§ **ACTIVITY**
Once you have read the entries, copy all of them exactly.

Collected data

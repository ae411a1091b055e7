//! HTTP implementation of the report ports

use std::sync::Arc;

use async_trait::async_trait;
use kompete_core::{ReportBackend, SubReportSource};
use kompete_domain::{
    Competitor, GenerateResponse, JobKey, JobStatusResponse, ProjectId, ReportVersion, Result,
    VersionId,
};
use serde::Deserialize;
use serde_json::{json, Value};
use tracing::instrument;
use urlencoding::encode;

use super::client::ApiClient;

/// Versions arrive as a bare list or wrapped in `{ "versions": [...] }`.
#[derive(Deserialize)]
#[serde(untagged)]
enum VersionsBody {
    List(Vec<ReportVersion>),
    Wrapped { versions: Vec<ReportVersion> },
}

impl From<VersionsBody> for Vec<ReportVersion> {
    fn from(body: VersionsBody) -> Self {
        match body {
            VersionsBody::List(versions) | VersionsBody::Wrapped { versions } => versions,
        }
    }
}

/// Report generation and sub-report endpoints of the Kompete backend
pub struct HttpReportBackend {
    client: Arc<ApiClient>,
}

impl HttpReportBackend {
    pub fn new(client: Arc<ApiClient>) -> Self {
        Self { client }
    }

    pub fn client(&self) -> &Arc<ApiClient> {
        &self.client
    }

    fn report_path(key: &JobKey, action: &str) -> String {
        format!("/projects/{}/{}/{}", encode(key.project.as_str()), key.kind.path_segment(), action)
    }
}

fn with_refresh(path: String, refresh: bool) -> String {
    if refresh {
        format!("{path}?refresh=true")
    } else {
        path
    }
}

#[async_trait]
impl ReportBackend for HttpReportBackend {
    #[instrument(skip(self), fields(job = %key))]
    async fn generate(&self, key: &JobKey, refresh: bool) -> Result<GenerateResponse> {
        let path = with_refresh(Self::report_path(key, "generate"), refresh);
        let body: Value = self.client.post_empty(&path).await?;
        Ok(GenerateResponse::interpret(key.kind, body))
    }

    #[instrument(skip(self), fields(job = %key))]
    async fn status(&self, key: &JobKey) -> Result<JobStatusResponse> {
        Ok(self.client.get(&Self::report_path(key, "status")).await?)
    }

    #[instrument(skip(self), fields(job = %key))]
    async fn data(&self, key: &JobKey) -> Result<Value> {
        Ok(self.client.get(&Self::report_path(key, "data")).await?)
    }

    #[instrument(skip(self), fields(job = %key))]
    async fn versions(&self, key: &JobKey) -> Result<Vec<ReportVersion>> {
        let body: VersionsBody = self.client.get(&Self::report_path(key, "versions")).await?;
        Ok(body.into())
    }

    #[instrument(skip(self), fields(job = %key, version = %version))]
    async fn activate_version(&self, key: &JobKey, version: &VersionId) -> Result<()> {
        let action = format!("versions/{}/activate", encode(version.as_str()));
        let _: Value = self.client.post_empty(&Self::report_path(key, &action)).await?;
        Ok(())
    }
}

#[async_trait]
impl SubReportSource for HttpReportBackend {
    #[instrument(skip(self, competitor), fields(project = %project, competitor = %competitor.id))]
    async fn battlecard(
        &self,
        project: &ProjectId,
        competitor: &Competitor,
        refresh: bool,
    ) -> Result<Value> {
        let path = with_refresh(
            format!(
                "/projects/{}/battlecard/{}.json",
                encode(project.as_str()),
                encode(competitor.id.as_str())
            ),
            refresh,
        );
        Ok(self.client.post(&path, &json!({ "threatData": competitor.threat })).await?)
    }

    #[instrument(skip(self), fields(project = %project))]
    async fn self_assessment(&self, project: &ProjectId, refresh: bool) -> Result<Value> {
        let path = with_refresh(
            format!("/projects/{}/self-assessment.json", encode(project.as_str())),
            refresh,
        );
        Ok(self.client.get(&path).await?)
    }
}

§ **EXERCISE SOLUTION**
repository ae411a1091b055e7
//! HTTP implementation of the report ports

use std::sync::Arc;

use async_trait::async_trait;
use kompete_core::{ReportBackend, SubReportSource};
use kompete_domain::{
    Competitor, GenerateResponse, JobKey, JobStatusResponse, ProjectId, ReportVersion, Result,
    VersionId,
};
use serde::Deserialize;
use serde_json::{json, Value};
use tracing::instrument;
use urlencoding::encode;

use super::client::ApiClient;

/// Versions arrive as a bare list or wrapped in `{ "versions": [...] }`.
#[derive(Deserialize)]
#[serde(untagged)]
enum VersionsBody {
    List(Vec<ReportVersion>),
    Wrapped { versions: Vec<ReportVersion> },
}

impl From<VersionsBody> for Vec<ReportVersion> {
    fn from(body: VersionsBody) -> Self {
        match body {
            VersionsBody::List(versions) | VersionsBody::Wrapped { versions } => versions,
        }
    }
}

/// Report generation and sub-report endpoints of the Kompete backend
pub struct HttpReportBackend {
    client: Arc<ApiClient>,
}

impl HttpReportBackend {
    pub fn new(client: Arc<ApiClient>) -> Self {
        Self { client }
    }

    pub fn client(&self) -> &Arc<ApiClient> {
        &self.client
    }

    fn report_path(key: &JobKey, action: &str) -> String {
        format!("/projects/{}/{}/{}", encode(key.project.as_str()), key.kind.path_segment(), action)
    }
}

fn with_refresh(path: String, refresh: bool) -> String {
    if refresh {
        format!("{path}?refresh=true")
    } else {
        path
    }
}

#[async_trait]
impl ReportBackend for HttpReportBackend {
    #[instrument(skip(self), fields(job = %key))]
    async fn generate(&self, key: &JobKey, refresh: bool) -> Result<GenerateResponse> {
        let path = with_refresh(Self::report_path(key, "generate"), refresh);
        let body: Value = self.client.post_empty(&path).await?;
        Ok(GenerateResponse::interpret(key.kind, body))
    }

    #[instrument(skip(self), fields(job = %key))]
    async fn status(&self, key: &JobKey) -> Result<JobStatusResponse> {
        Ok(self.client.get(&Self::report_path(key, "status")).await?)
    }

    #[instrument(skip(self), fields(job = %key))]
    async fn data(&self, key: &JobKey) -> Result<Value> {
        Ok(self.client.get(&Self::report_path(key, "data")).await?)
    }

    #[instrument(skip(self), fields(job = %key))]
    async fn versions(&self, key: &JobKey) -> Result<Vec<ReportVersion>> {
        let body: VersionsBody = self.client.get(&Self::report_path(key, "versions")).await?;
        Ok(body.into())
    }

    #[instrument(skip(self), fields(job = %key, version = %version))]
    async fn activate_version(&self, key: &JobKey, version: &VersionId) -> Result<()> {
        let action = format!("versions/{}/activate", encode(version.as_str()));
        let _: Value = self.client.post_empty(&Self::report_path(key, &action)).await?;
        Ok(())
    }
}

#[async_trait]
impl SubReportSource for HttpReportBackend {
    #[instrument(skip(self, competitor), fields(project = %project, competitor = %competitor.id))]
    async fn battlecard(
        &self,
        project: &ProjectId,
        competitor: &Competitor,
        refresh: bool,
    ) -> Result<Value> {
        let path = with_refresh(
            format!(
                "/projects/{}/battlecard/{}.json",
                encode(project.as_str()),
                encode(competitor.id.as_str())
            ),
            refresh,
        );
        Ok(self.client.post(&path, &json!({ "threatData": competitor.threat })).await?)
    }

    #[instrument(skip(self), fields(project = %project))]
    async fn self_assessment(&self, project: &ProjectId, refresh: bool) -> Result<Value> {
        let path = with_refresh(
            format!("/projects/{}/self-assessment.json", encode(project.as_str())),
            refresh,
        );
        Ok(self.client.get(&path).await?)
    }
}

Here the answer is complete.